Market watchers expect U.S. cotton to fill some of the void left by production shortfalls in other cotton producing countries. Cotton production in China, Pakistan, and the Commonwealth of Independent States (CIS) of the former Soviet Union has decreased due to a combination of adverse weather and insect pressure in those countries. Pakistan’s cotton production, pegged at 7.6 million bales in October, was reduced to 7.1 million in USDA’s November estimate. However, many feel the number eventually will be reduced further as the crop continues to deteriorate.

Additionally, the problem-ridden crop in the former Soviet Union now has been harvested, and the cotton is of lower quality than normal. CIS cotton currently is the cheapest in the world; however, the supply may be nearing exhaustion as the crop is smaller than normal. The shortfall could create the potential for more competition between countries with available cotton.

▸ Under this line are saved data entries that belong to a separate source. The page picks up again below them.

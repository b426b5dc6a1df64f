pub mod diversity;
pub mod scoring;

pub use diversity::rebalance;
pub use scoring::{Scorer, ScoringWeights};
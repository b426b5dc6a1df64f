use std::collections::HashMap;
use nt_core::ScoredArticle;
use super::scoring::sort_by_score;

/// Penalizes repeats of a category, then re-sorts once.
///
/// Walking the score-sorted list, the n-th article of a category (0-based)
/// loses `n * penalty_weight * diversity_factor`. The adjustment is applied in
/// a single pass followed by a single stable re-sort; it is not iterated to a
/// fixed point, so same-category neighbours can survive a large enough score
/// gap. A non-positive `diversity_factor` leaves the list untouched.
pub fn rebalance(
    mut scored: Vec<ScoredArticle>,
    diversity_factor: f64,
    penalty_weight: f64,
) -> Vec<ScoredArticle> {
    if diversity_factor <= 0.0 {
        return scored;
    }

    let mut seen: HashMap<String, u32> = HashMap::new();
    for item in scored.iter_mut() {
        let prior = seen.entry(item.article.category_id.clone()).or_insert(0);
        if *prior > 0 {
            let penalty = f64::from(*prior) * penalty_weight * diversity_factor;
            item.score -= penalty;
            if let Some(breakdown) = item.breakdown.as_mut() {
                breakdown.diversity -= penalty;
            }
        }
        *prior += 1;
    }

    sort_by_score(&mut scored);
    scored
}

#[cfg(test)]
mod tests {
    use super::*;
    use chrono::Utc;
    use nt_core::{Article, ScoreBreakdown};

    fn scored(id: &str, category: &str, score: f64) -> ScoredArticle {
        let article = Article {
            id: id.to_string(),
            title: String::new(),
            source_id: "s".to_string(),
            category_id: category.to_string(),
            author: None,
            published_at: Utc::now(),
            view_count: 0,
            like_count: 0,
            bookmark_count: 0,
        };
        ScoredArticle::personalized(
            article,
            ScoreBreakdown {
                followed_source: score,
                ..Default::default()
            },
        )
    }

    fn ids(scored: &[ScoredArticle]) -> Vec<&str> {
        scored.iter().map(|s| s.article.id.as_str()).collect()
    }

    #[test]
    fn test_zero_factor_is_passthrough() {
        let input = vec![scored("a", "tech", 10.0), scored("b", "tech", 9.0)];
        let output = rebalance(input, 0.0, 10.0);

        assert_eq!(ids(&output), vec!["a", "b"]);
        assert_eq!(output[1].score, 9.0);
        assert_eq!(output[1].breakdown.unwrap().diversity, 0.0);
    }

    #[test]
    fn test_repeated_category_is_pushed_down() {
        let input = vec![
            scored("t1", "tech", 40.0),
            scored("t2", "tech", 39.0),
            scored("t3", "tech", 38.0),
            scored("s1", "sports", 35.0),
        ];

        let output = rebalance(input, 0.3, 10.0);

        // t2 loses 3, t3 loses 6
        assert_eq!(ids(&output), vec!["t1", "t2", "s1", "t3"]);
        assert!((output[1].score - 36.0).abs() < 1e-9);
        assert!((output[3].score - 32.0).abs() < 1e-9);
        assert!((output[3].breakdown.unwrap().diversity + 6.0).abs() < 1e-9);
    }

    #[test]
    fn test_single_pass_keeps_large_margins() {
        let input = vec![
            scored("t1", "tech", 100.0),
            scored("t2", "tech", 90.0),
            scored("s1", "sports", 10.0),
        ];

        let output = rebalance(input, 0.3, 10.0);

        assert_eq!(ids(&output), vec!["t1", "t2", "s1"]);
    }

    #[test]
    fn test_breakdown_tracks_adjusted_score() {
        let input = (0..5).map(|i| scored(&format!("a{i}"), "tech", 50.0 - i as f64)).collect();

        let output = rebalance(input, 0.7, 10.0);

        for item in &output {
            let breakdown = item.breakdown.unwrap();
            assert!((breakdown.total() - item.score).abs() < 1e-9);
        }
    }

    #[test]
    fn test_ties_after_penalty_keep_walk_order() {
        let input = vec![
            scored("t1", "tech", 20.0),
            scored("t2", "tech", 13.0),
            scored("s1", "sports", 10.0),
        ];

        let output = rebalance(input, 0.3, 10.0);

        // t2 drops to 10.0 and ties with s1; stable sort keeps t2 first
        assert_eq!(ids(&output), vec!["t1", "t2", "s1"]);
    }
}
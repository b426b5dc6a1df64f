pub mod memory;

pub use memory::{InMemoryArticleStore, InMemorySignalStore, ReadEvent, UserSignals};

The U.S. must expect export competition from India and Australia as the crops in those countries are projected to be above average. USDA says India will produce a bumper crop of 12.2 million bales and Australia is expected to produce its largest crop ever at 2.7 million bales.

Meanwhile, spot cotton sales on TELCOT have been strong, although domestic activity has been slow lately. According to one analyst, sales on the electronic marketing system should remain healthy for the near term due to good market activity, expanding export sales and the increasing availability of cotton on TELCOT.

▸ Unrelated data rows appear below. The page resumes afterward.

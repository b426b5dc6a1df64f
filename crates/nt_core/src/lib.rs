pub mod error;
pub mod storage;
pub mod types;

pub use error::Error;
pub use storage::{ArticleStore, UserSignalStore};
pub use types::{
    Article, ArticleId, CategoryId, CategoryReadingAggregate, ScoreBreakdown, ScoredArticle,
    SourceId, StoryCluster, UserProfile,
};

pub type Result<T> = std::result::Result<T, Error>;
use std::collections::HashSet;
use nt_core::{Article, ArticleStore, Result, UserProfile};
use tracing::debug;

/// Largest pool ever scored for one request.
pub const MAX_POOL_SIZE: usize = 200;

/// Narrows the article store down to a bounded pool worth scoring.
#[derive(Debug, Clone)]
pub struct CandidateSelector {
    pool_limit: usize,
}

impl Default for CandidateSelector {
    fn default() -> Self {
        Self::new(MAX_POOL_SIZE)
    }
}

impl CandidateSelector {
    pub fn new(pool_limit: usize) -> Self {
        Self {
            pool_limit: pool_limit.min(MAX_POOL_SIZE),
        }
    }

    pub fn pool_limit(&self) -> usize {
        self.pool_limit
    }

    /// Recent articles the user has not read yet, most recent first.
    ///
    /// Exclusion, duplicate IDs and the pool bound are enforced here as well,
    /// whatever the store returns.
    pub async fn select(&self, store: &dyn ArticleStore, profile: &UserProfile) -> Result<Vec<Article>> {
        let fetched = store
            .fetch_candidates(self.pool_limit, &profile.recently_read)
            .await?;
        let fetched_count = fetched.len();

        let mut seen = HashSet::new();
        let candidates: Vec<Article> = fetched
            .into_iter()
            .filter(|article| !profile.recently_read.contains(&article.id))
            .filter(|article| seen.insert(article.id.clone()))
            .take(self.pool_limit)
            .collect();

        debug!(
            "Selected {} candidates ({} fetched, {} excluded as read)",
            candidates.len(),
            fetched_count,
            profile.recently_read.len()
        );
        Ok(candidates)
    }
}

Texas cotton has been in demand recently for its high quality as adversities in other countries have caused a shortage of high grade cotton. The West Texas cotton crop got off to a slow start this season but beneficial rains in late August and favorable october weather resulted in an amazing recovery. In november, USDA estimated texas cotton production at 4.0 million bales, 200,000 more than the previous month.

The quality of this year’s Texas crop is exceptional and the high grade cotton will fill a need in the export market,” Stanford adds. “This is a significant accomplishment in moving customers away from the old short-taple mind set and nearer to the acceptance of the cotton Texas growers are producing today,” he says.